Une autre facette de la Chine que révèle Awa Ly Fall est l’incohérence de la politique pékinoise du soft power en Afrique. Cette dernière est en effet loin d’être aussi monolithique qu’elle peut apparaître de l’extérieur. « Beaucoup de gens pensent que le gouvernement chinois est derrière moi, mais, en réalité, je vole de mes propres ailes sans aucun soutien », souligne-t-elle. La preuve : son cabinet a été invité à quitter l’Institut Confucius au motif que l’établissement avait besoin d’une salle supplémentaire pour des cours de mandarin. Quel paradoxe : elle qui offrait à l’institut une devanture populaire ! L’« ambassadrice de la culture chinoise au Sénégal », dont les patients devenaient souvent des étudiants en mandarin, a ainsi dû s’exiler loin du centre-ville dans une ruelle infiniment moins accessible.
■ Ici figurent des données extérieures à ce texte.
// Scripted capture and storage fakes shared by the integration tests
#![allow(dead_code)]

use std::sync::atomic::{AtomicBool, AtomicUsize, Ordering};
use std::sync::{Arc, Mutex};
use std::time::Duration;

use anyhow::{bail, Result};
use meeting_recorder::{
    BlobStore, CaptureDevice, ChunkSink, MediaRecorder, MediaStream, MemoryBlobStore,
    MemoryMetadataStore, RecorderConfig, SessionController,
};
use tokio::sync::watch;

/// How the next recorders behave when asked to stop
#[derive(Debug, Clone, Copy, PartialEq, Eq)]
pub enum StopBehavior {
    Flush,
    Fail,
    Hang,
}

#[derive(Default)]
struct Shared {
    current: Mutex<Option<(usize, ChunkSink)>>,
    behavior: Mutex<Option<StopBehavior>>,
    created: AtomicUsize,
}

/// A stream whose chunks are emitted by the test itself
pub struct ScriptedStream {
    shared: Arc<Shared>,
    live: AtomicBool,
    released: AtomicBool,
    ended: watch::Sender<bool>,
}

impl ScriptedStream {
    pub fn new() -> Arc<Self> {
        let (ended, _) = watch::channel(false);
        Arc::new(Self {
            shared: Arc::new(Shared::default()),
            live: AtomicBool::new(true),
            released: AtomicBool::new(false),
            ended,
        })
    }

    /// Deliver a chunk to the recorder currently running. False if none is.
    pub fn emit(&self, bytes: &[u8]) -> bool {
        let current = self.shared.current.lock().unwrap();
        match current.as_ref() {
            Some((_, sink)) => sink.send(bytes.to_vec()).is_ok(),
            None => false,
        }
    }

    pub fn set_stop_behavior(&self, behavior: StopBehavior) {
        *self.shared.behavior.lock().unwrap() = Some(behavior);
    }

    /// Terminate the source as if the user revoked it
    pub fn end(&self) {
        self.live.store(false, Ordering::SeqCst);
        self.ended.send_replace(true);
    }

    pub fn recorders_created(&self) -> usize {
        self.shared.created.load(Ordering::SeqCst)
    }

    pub fn is_released(&self) -> bool {
        self.released.load(Ordering::SeqCst)
    }
}

#[async_trait::async_trait]
impl MediaStream for ScriptedStream {
    fn is_live(&self) -> bool {
        self.live.load(Ordering::SeqCst)
    }

    fn create_recorder(&self) -> Result<Box<dyn MediaRecorder>> {
        let id = self.shared.created.fetch_add(1, Ordering::SeqCst) + 1;
        Ok(Box::new(ScriptedRecorder {
            id,
            shared: Arc::clone(&self.shared),
        }))
    }

    async fn ended(&self) {
        let mut rx = self.ended.subscribe();
        let _ = rx.wait_for(|ended| *ended).await;
    }

    // Stays live so the same device can serve the next session
    fn release(&self) {
        self.released.store(true, Ordering::SeqCst);
    }
}

struct ScriptedRecorder {
    id: usize,
    shared: Arc<Shared>,
}

#[async_trait::async_trait]
impl MediaRecorder for ScriptedRecorder {
    fn start(&mut self, sink: ChunkSink) -> Result<()> {
        *self.shared.current.lock().unwrap() = Some((self.id, sink));
        Ok(())
    }

    async fn stop(&mut self) -> Result<()> {
        let behavior = self
            .shared
            .behavior
            .lock()
            .unwrap()
            .unwrap_or(StopBehavior::Flush);

        if behavior == StopBehavior::Hang {
            std::future::pending::<()>().await;
        }

        {
            let mut current = self.shared.current.lock().unwrap();
            if matches!(current.as_ref(), Some((id, _)) if *id == self.id) {
                *current = None;
            }
        }

        if behavior == StopBehavior::Fail {
            bail!("encoder crashed");
        }
        Ok(())
    }
}

/// Hands out the same scripted stream, or refuses like a denied permission
pub struct ScriptedDevice {
    stream: Arc<ScriptedStream>,
    available: bool,
}

impl ScriptedDevice {
    pub fn new(stream: Arc<ScriptedStream>) -> Self {
        Self {
            stream,
            available: true,
        }
    }

    pub fn unavailable() -> Self {
        Self {
            stream: ScriptedStream::new(),
            available: false,
        }
    }
}

#[async_trait::async_trait]
impl CaptureDevice for ScriptedDevice {
    async fn open_stream(&self) -> Result<Arc<dyn MediaStream>> {
        if !self.available {
            bail!("permission denied by user");
        }
        let stream: Arc<dyn MediaStream> = self.stream.clone();
        Ok(stream)
    }

    fn name(&self) -> &str {
        "scripted"
    }
}

/// Blob store that rejects writes to matching paths a number of times
pub struct FlakyBlobStore {
    inner: MemoryBlobStore,
    fail_matching: Option<String>,
    failures_left: AtomicUsize,
    attempts: AtomicUsize,
}

impl FlakyBlobStore {
    pub fn reliable() -> Self {
        Self {
            inner: MemoryBlobStore::new(),
            fail_matching: None,
            failures_left: AtomicUsize::new(0),
            attempts: AtomicUsize::new(0),
        }
    }

    pub fn failing(pattern: &str, failures: usize) -> Self {
        Self {
            fail_matching: Some(pattern.to_string()),
            failures_left: AtomicUsize::new(failures),
            ..Self::reliable()
        }
    }

    pub fn attempts(&self) -> usize {
        self.attempts.load(Ordering::SeqCst)
    }

    pub async fn get(&self, path: &str) -> Option<Vec<u8>> {
        self.inner.get(path).await
    }

    pub async fn paths(&self) -> Vec<String> {
        self.inner.paths().await
    }
}

#[async_trait::async_trait]
impl BlobStore for FlakyBlobStore {
    async fn put(&self, path: &str, bytes: &[u8]) -> Result<()> {
        self.attempts.fetch_add(1, Ordering::SeqCst);
        if let Some(pattern) = &self.fail_matching {
            if path.contains(pattern.as_str()) {
                let left = self.failures_left.load(Ordering::SeqCst);
                if left > 0 {
                    self.failures_left.store(left - 1, Ordering::SeqCst);
                    bail!("network unreachable");
                }
            }
        }
        self.inner.put(path, bytes).await
    }
}

pub struct Harness {
    pub controller: SessionController,
    pub stream: Arc<ScriptedStream>,
    pub blobs: Arc<FlakyBlobStore>,
    pub metadata: Arc<MemoryMetadataStore>,
}

pub fn harness(blobs: FlakyBlobStore) -> Harness {
    harness_with(RecorderConfig::default(), blobs)
}

pub fn harness_with(config: RecorderConfig, blobs: FlakyBlobStore) -> Harness {
    let stream = ScriptedStream::new();
    let blobs = Arc::new(blobs);
    let metadata = Arc::new(MemoryMetadataStore::new());
    let controller = SessionController::new(
        config,
        Arc::new(ScriptedDevice::new(Arc::clone(&stream))),
        blobs.clone(),
        metadata.clone(),
    );

    Harness {
        controller,
        stream,
        blobs,
        metadata,
    }
}

/// Let spawned tasks run without crossing any retry or rotation deadline
pub async fn settle() {
    tokio::time::sleep(Duration::from_millis(1)).await;
}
Autre bizarrerie : son projet de monter au sein de l’Institut Confucius une formation en médecine traditionnelle chinoise en partenariat avec son ancienne université de Nankin n’a jamais pu voir le jour, embourbé dans les tracasseries bureaucratiques sénégalaises autant que chinoises. Une belle occasion perdue pour le rayonnement du soft power chinois.
Awa Ly Fall s’inquiète d’une autre anomalie. Elle a observé ces dernières années « pulluler » à Dakar des charlatans de la médecine traditionnelle chinoise, « vendant le rêve de bien-être » à des tarifs prohibitifs. A titre d’exemple, elle montre un encart publicitaire avec le slogan « Médecine chinoise. Traitement 100 % bio naturel » et orné de clichés de blouses blanches immaculées et d’appareils électroniques dernier cri établissant un « bilan santé ». « Ces gens-là sont des hommes d’affaires chinois sans aucune formation médicale, déplore-t-elle. Ils n’oseraient pas faire cela en Chine même, où le secteur est très réglementé ». « L’ambassade chinoise à Dakar est au courant », ajoute-t-elle. Or, apparemment, elle laisse faire.
L’affairisme des opérateurs chinois en Afrique s’étend dans bien d’autres domaines : la pêche, les forêts, les mines, l’acquisition de terres, etc. Aussi Awa Ly Fall n’est-elle pas dupe de la formule « gagnant-gagnant » accolée au partenariat sino-africain dans les rhétoriques officielles. « En réalité, c’est plutôt 70 % gagnant pour les Chinois et 30 % pour les Africains », corrige-t-elle, tout en reconnaissant que « c’est déjà de loin supérieur aux différents partenariats que l’Afrique a connus jusque-là ». La tâche de redresser le déséquilibre revient surtout, à ses yeux, aux Africains eux-mêmes : « C’est à l’Afrique de se réveiller ! » Quitte à puiser dans le modèle de l’efficacité chinoise quelques leçons utiles. « On pourrait peut-être s’en inspirer pour mieux organiser notre démocratie. » En somme, marier le yin et le yang.